2. Best 40 ( Im hearing Federal a lot ) hollow point home / personal defense brand and grain.
3.I had wanted to upgrade this gun with the Sig SRT trigger system as I assumed this one had not been upgraded, but after watching a youtube video of a person showing a demo of how to tell if your Sig was already installed..mine seemed to pass the test ( slide locked back, slowly release trigger, a small "click" at a point where trigger stops and does not go all the way forward ) Is this the correct test? ( My gun also came with Night Sites )
Top Gun shows this pistol as an SAS gen. 2, but the slide is not stamped as such and it does not have the new Sig grip.

Sig Sauer P229 SAS Gen. 2, .357SIG, Nitron, SigLite Night Sights, DA/SA, SRT - Top Gun Supply

...Sig's homepage pic shows the SAS with "SAS" stamped on the slide and has the new grips. So Im a bit confused?
They are also supposed to have the "short trigger"? How can I tell if mine has this option? ( I hear it is hard to tell ).

I have not bought a Sig ( or any other gun ) in years nor kept up on the 40 cal. I had to sell my collection years ago to pay off my home so I feel like I am starting completely over!
I know some of these questions seem a bit ignorant, and this is a long post...my apologies..it seems I have just grown very ignorant in this fast paced industry. ( PS. this is a tactical rail model )
about an hour ago ·


----------



## VAMarine (Dec 25, 2008)

Now don't quote me on this as it's not gospel, but the SAS in any model does not come equipped with a rail, it appears as Top Gun (despite their best efforts) has the the wrong gun pictured. 

As for the gun, I'd suggest calling Sig and getting some details from them on how to verify the innards of the gun. As for the test on Youtube, almost all modern semi-autos have reset that does not require the trigger to travel fully forward. The only way to really tell (without looking at the internals and knowing what to look for) would be to compare it to another 229 that does not have a SRT installed.


----------



## mcorey1964 (Jun 21, 2011)

VAMarine , thanks! Good sound advice!

Ill be watching for other post also


----------



## sweeper22 (Nov 15, 2009)

mcorey1964 said:


> 2. Best 40 ( Im hearing Federal a lot ) hollow point home / personal defense brand and grain.

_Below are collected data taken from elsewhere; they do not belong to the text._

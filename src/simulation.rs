//! Simulate, then finalize and send
//!
//! Simulation runs against a transaction built with the *next* sequence
//! number peeked, not consumed. Its output (resource fee, footprint and
//! authorization entries) is written back into the assembler so that the
//! following [`finalize_and_send`](TransactionAssembler::finalize_and_send)
//! submits a fully prepared transaction.

use stellar_xdr::curr::{
    Limits, ReadXdr, ScVal, SorobanAuthorizationEntry, SorobanTransactionData, TransactionEnvelope,
    TransactionV1Envelope,
};

use crate::transaction::{sign, TransactionAssembler};
use crate::types::{SendStatus, SendTransactionResult, SimulateTransactionResult};
use crate::{Error, Field, Result};

impl TransactionAssembler {
    /// Dry-run the transaction and fold the result back into this assembler
    ///
    /// Returns the raw simulation result so the caller can inspect the
    /// restore preamble. The source sequence number is not consumed.
    pub async fn simulate(&mut self) -> Result<SimulateTransactionResult> {
        let client = self.require_client()?.clone();

        log::info!("🧪 Simulating transaction");
        let tx = self.build(false)?;
        let envelope = TransactionEnvelope::Tx(TransactionV1Envelope {
            tx,
            signatures: Default::default(),
        });

        let result = client.simulate_transaction(&envelope).await?;
        if let Some(error) = &result.error {
            log::error!("   ❌ Simulation failed: {}", error);
            return Err(Error::Simulation(error.clone()));
        }

        self.apply_simulation(&result, client.min_base_fee())?;
        log::info!(
            "   ✓ Simulated: resource fee {}, base fee now {}",
            result.min_resource_fee,
            self.get_base_fee()
        );
        if result.requires_restore() {
            log::warn!("⚠️  Simulation reports archived state in the footprint");
        }

        Ok(result)
    }

    /// Write simulation output into the assembler
    ///
    /// * base fee becomes `min_resource_fee + min_base_fee`
    /// * the decoded transaction data becomes the Soroban extension
    /// * authorization entries from every operation result are attached together
    pub fn apply_simulation(
        &mut self,
        result: &SimulateTransactionResult,
        min_base_fee: u32,
    ) -> Result<()> {
        let mut auth = Vec::new();
        for op_result in &result.results {
            if !op_result.xdr.is_empty() {
                ScVal::from_xdr_base64(&op_result.xdr, Limits::none())?;
            }
            for entry in &op_result.auth {
                auth.push(SorobanAuthorizationEntry::from_xdr_base64(
                    entry,
                    Limits::none(),
                )?);
            }
        }

        if result.transaction_data.is_empty() {
            return Err(Error::Simulation(
                "simulation returned no transaction data".to_string(),
            ));
        }
        let data = SorobanTransactionData::from_xdr_base64(&result.transaction_data, Limits::none())?;

        let base_fee = result
            .min_resource_fee
            .checked_add(i64::from(min_base_fee))
            .and_then(|fee| u32::try_from(fee).ok())
            .ok_or_else(|| {
                Error::assembly(format!(
                    "resource fee {} does not fit in a u32 base fee",
                    result.min_resource_fee
                ))
            })?;

        self.set_base_fee(base_fee);
        self.attach_soroban_data(data);
        // restore operations never carry auth; only warn when some was returned
        let takes_auth = self
            .operations()
            .first()
            .is_some_and(|op| op.kind.accepts_authorization());
        if takes_auth || !auth.is_empty() {
            self.attach_authorization(auth);
        }
        Ok(())
    }

    /// Build with sequence increment, sign with every signer and submit
    ///
    /// The returned status only says whether the node accepted the
    /// transaction; poll `getTransaction` for the execution outcome. When
    /// the submission fails or comes back `ERROR` / `TRY_AGAIN_LATER`, the
    /// consumed sequence number is handed back to the source account.
    pub async fn finalize_and_send(&self) -> Result<SendTransactionResult> {
        let client = self.require_client()?;
        if self.signers().is_empty() {
            return Err(Error::MissingField(Field::Signer));
        }

        let tx = self.finalize()?;
        let envelope = match sign(tx.clone(), client.passphrase(), self.signers()) {
            Ok(envelope) => envelope,
            Err(e) => {
                self.release_sequence(&tx);
                return Err(e);
            }
        };

        log::info!("📤 Sending transaction");
        match client.send_transaction(&envelope).await {
            Ok(result) if matches!(result.status, SendStatus::Error | SendStatus::TryAgainLater) => {
                log::error!("   ❌ Not accepted: {} ({:?})", result.hash, result.status);
                self.release_sequence(&tx);
                Ok(result)
            }
            Ok(result) => {
                log::info!("   ✓ Sent: {} ({:?})", result.hash, result.status);
                Ok(result)
            }
            Err(e) => {
                self.release_sequence(&tx);
                Err(e)
            }
        }
    }
}

#[cfg(test)]
mod tests {
    use super::*;
    use crate::transaction::OperationKind;
    use crate::types::SimulateHostFunctionResult;
    use stellar_xdr::curr::{
        LedgerFootprint, SorobanAuthorizedFunction, SorobanAuthorizedInvocation,
        SorobanCredentials, SorobanResources, SorobanTransactionDataExt, WriteXdr,
    };

    fn data_b64(resource_fee: i64) -> String {
        SorobanTransactionData {
            ext: SorobanTransactionDataExt::V0,
            resources: SorobanResources {
                footprint: LedgerFootprint {
                    read_only: Default::default(),
                    read_write: Default::default(),
                },
                instructions: 1000,
                disk_read_bytes: 0,
                write_bytes: 0,
            },
            resource_fee,
        }
        .to_xdr_base64(Limits::none())
        .unwrap()
    }

    fn auth_b64(wasm: &[u8]) -> String {
        SorobanAuthorizationEntry {
            credentials: SorobanCredentials::SourceAccount,
            root_invocation: SorobanAuthorizedInvocation {
                function: SorobanAuthorizedFunction::CreateContractHostFn(
                    stellar_xdr::curr::CreateContractArgs {
                        contract_id_preimage: stellar_xdr::curr::ContractIdPreimage::Asset(
                            stellar_xdr::curr::Asset::Native,
                        ),
                        executable: stellar_xdr::curr::ContractExecutable::Wasm(
                            stellar_xdr::curr::Hash(wasm.try_into().unwrap()),
                        ),
                    },
                ),
                sub_invocations: Default::default(),
            },
        }
        .to_xdr_base64(Limits::none())
        .unwrap()
    }

    #[test]
    fn test_apply_simulation_writes_back() {
        let mut assembler = TransactionAssembler::new().operation(OperationKind::Upload {
            wasm: vec![1, 2, 3],
        });
        let result = SimulateTransactionResult {
            transaction_data: data_b64(100),
            min_resource_fee: 100,
            results: vec![
                SimulateHostFunctionResult {
                    auth: vec![auth_b64(&[1u8; 32])],
                    xdr: ScVal::Void.to_xdr_base64(Limits::none()).unwrap(),
                },
                SimulateHostFunctionResult {
                    auth: vec![auth_b64(&[2u8; 32]), auth_b64(&[3u8; 32])],
                    xdr: String::new(),
                },
            ],
            ..Default::default()
        };

        assembler.apply_simulation(&result, 100).unwrap();
        assert_eq!(assembler.get_base_fee(), 200);
        assert_eq!(assembler.authorization().len(), 3);
        assert_eq!(assembler.get_soroban_data().unwrap().resource_fee, 100);
    }

    #[test]
    fn test_apply_simulation_requires_transaction_data() {
        let mut assembler = TransactionAssembler::new().operation(OperationKind::Restore);
        let err = assembler
            .apply_simulation(&SimulateTransactionResult::default(), 100)
            .unwrap_err();
        assert!(matches!(err, Error::Simulation(_)));
    }

    #[tokio::test]
    async fn test_simulate_without_client() {
        let mut assembler = TransactionAssembler::new().operation(OperationKind::Restore);
        assert!(matches!(
            assembler.simulate().await,
            Err(Error::MissingField(Field::Client))
        ));
    }
}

I don't shoot much 40sw. I tend to go 9mm or 45acp, but do have a nightstand P226 in 357/40 (it stays loaded in 357sig). There's no doubt that 40sw is a good defense caliber. The weight of choice is more important than the brand IMO. I tend to lean toward whatever allows me to put follow-up shots on target quickly, which is exactly why I prefer 45acp to 40sw. Weights from 135-180gr are pretty common, and I don't think there's a bad choice among them. You've basically got three classes to choose from:

Light & Fast: 135-140gr offerings from Corbon offer ballistics similar to a 357sig, and have proven very effective.

Medium weight: 155-165gr JHPs are available from pretty much every maker and are probably the most popular defense choice on the market as well as with LE.

Full weight: 180gr JHPs are popular with the "bigger is always better" crowd.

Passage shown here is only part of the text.